Protective effect of perindopril on diabetic retinopathy is associated with decreased vascular endothelial growth factor-to-pigment epithelium-derived factor ratio: involvement of a mitochondria-reactive oxygen species pathway

Zhi Zheng  1 Haibing ChenGenjie KeYing FanHaidong ZouXiaodong SunQing GuXun XuPatrick C P Ho
Affiliations

Protective effect of perindopril on diabetic retinopathy is associated with decreased vascular endothelial growth factor-to-pigment epithelium-derived factor ratio: involvement of a mitochondria-reactive oxygen species pathway

Zhi Zheng et al. Diabetes. 2009 Apr.

Abstract

Objective: This study aimed to verify whether the decreased vascular endothelial growth factor (VEGF)-to-pigment epithelium-derived factor (PEDF) ratio can serve as an indicator for the protective effect of angiotensin-converting enzyme inhibitors (ACEIs) on diabetic retinopathy (DR) and to investigate the role of mitochondrial reactive oxygen species (ROS) in the downregulated VEGF-to-PEDF ratio.

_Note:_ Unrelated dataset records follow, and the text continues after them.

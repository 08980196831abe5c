//! Service-manager notifications over `$NOTIFY_SOCKET`.
//!
//! A leading `@` in the socket path selects the Linux abstract namespace.
//! Without the variable every call is a no-op, so the same binary runs under
//! a supervisor and from a shell.

use fallwatch_traits::Watchdog;

#[cfg(unix)]
use std::os::unix::net::UnixDatagram;

pub const NOTIFY_SOCKET_ENV: &str = "NOTIFY_SOCKET";

#[derive(Debug, Default)]
pub struct NotifyWatchdog {
    #[cfg(unix)]
    target: Option<(UnixDatagram, String)>,
}

impl NotifyWatchdog {
    pub fn from_env() -> Self {
        match std::env::var(NOTIFY_SOCKET_ENV) {
            Ok(path) if !path.is_empty() => Self::connect(&path),
            _ => Self::default(),
        }
    }

    #[cfg(unix)]
    pub fn connect(path: &str) -> Self {
        match UnixDatagram::unbound() {
            Ok(sock) => Self {
                target: Some((sock, path.to_string())),
            },
            Err(e) => {
                tracing::warn!(error = %e, "notify socket unavailable; watchdog disabled");
                Self::default()
            }
        }
    }

    #[cfg(not(unix))]
    pub fn connect(_path: &str) -> Self {
        Self::default()
    }

    pub fn is_enabled(&self) -> bool {
        #[cfg(unix)]
        {
            self.target.is_some()
        }
        #[cfg(not(unix))]
        {
            false
        }
    }

    /// Send one state line such as `READY=1`. Errors are logged, never returned.
    pub fn notify(&self, state: &str) {
        #[cfg(unix)]
        {
            if let Some((sock, path)) = &self.target
                && let Err(e) = send_to(sock, path, state.as_bytes())
            {
                tracing::warn!(error = %e, state, "notify send failed");
            }
        }
        #[cfg(not(unix))]
        let _ = state;
    }
}

#[cfg(target_os = "linux")]
fn send_to(sock: &UnixDatagram, path: &str, msg: &[u8]) -> std::io::Result<usize> {
    use std::os::linux::net::SocketAddrExt;
    use std::os::unix::net::SocketAddr;

    match path.strip_prefix('@') {
        Some(name) => {
            let addr = SocketAddr::from_abstract_name(name.as_bytes())?;
            sock.send_to_addr(msg, &addr)
        }
        None => sock.send_to(msg, path),
    }
}

#[cfg(all(unix, not(target_os = "linux")))]
fn send_to(sock: &UnixDatagram, path: &str, msg: &[u8]) -> std::io::Result<usize> {
    sock.send_to(msg, path)
}

impl Watchdog for NotifyWatchdog {
    fn ping(&mut self) {
        self.notify("WATCHDOG=1");
    }
}

#[cfg(all(test, unix))]
mod tests {
    use super::*;
    use std::time::Duration;

    #[test]
    fn pings_arrive_as_watchdog_datagrams() {
        let dir = tempfile::tempdir().unwrap();
        let path = dir.path().join("notify.sock");
        let server = UnixDatagram::bind(&path).unwrap();
        server
            .set_read_timeout(Some(Duration::from_secs(2)))
            .unwrap();

        let mut wd = NotifyWatchdog::connect(path.to_str().unwrap());
        assert!(wd.is_enabled());
        wd.notify("READY=1");
        wd.ping();

        let mut buf = [0u8; 64];
        let n = server.recv(&mut buf).unwrap();
        assert_eq!(&buf[..n], b"READY=1");
        let n = server.recv(&mut buf).unwrap();
        assert_eq!(&buf[..n], b"WATCHDOG=1");
    }

    #[test]
    fn missing_socket_is_logged_not_fatal() {
        let dir = tempfile::tempdir().unwrap();
        let mut wd = NotifyWatchdog::connect(dir.path().join("absent.sock").to_str().unwrap());
        wd.ping();
        wd.notify("STOPPING=1");
    }

    #[test]
    fn default_is_disabled() {
        let mut wd = NotifyWatchdog::default();
        assert!(!wd.is_enabled());
        wd.ping();
    }
}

Research design and methods: Diabetic rats and control animals were randomly assigned to receive perindopril or vehicle for 24 weeks, and bovine retinal capillary endothelial cells (BRECs) were incubated with normal or high glucose with or without perindopril. VEGF, PEDF, PPARgamma, and uncoupling protein-2 (UCP-2) in the rat retinas or BREC extracts were examined by Western blotting and real-time RT-PCR. The levels of VEGF and PEDF in cell culture media were examined by ELISA. Mitochondrial membrane potential (Deltapsim) and ROS production were assayed using JC-1 or CM-H2DCFDA.

Results: The VEGF-to-PEDF ratio was increased in the retina of diabetic rats; perindopril lowered the increased VEGF-to-PEDF ratio in diabetic rats and ameliorated the retinal damage. In BRECs, perindopril lowered the hyperglycemia-induced elevation of VEGF-to-PEDF ratio by reducing mitochondrial ROS. We found the decreased ROS production was a result of perindopril-induced upregulation of PPARgamma and UCP-2 expression and the subsequent decrease of Deltapsim.

Conclusions: It is concluded that the protective effect of ACEI on DR is associated with a decreased VEGF-to-PEDF ratio, which involves the mitochondria-ROS pathway through PPARgamma-mediated changes of UCP-2. This study paves a way for future application of ACEI in treatment of DR.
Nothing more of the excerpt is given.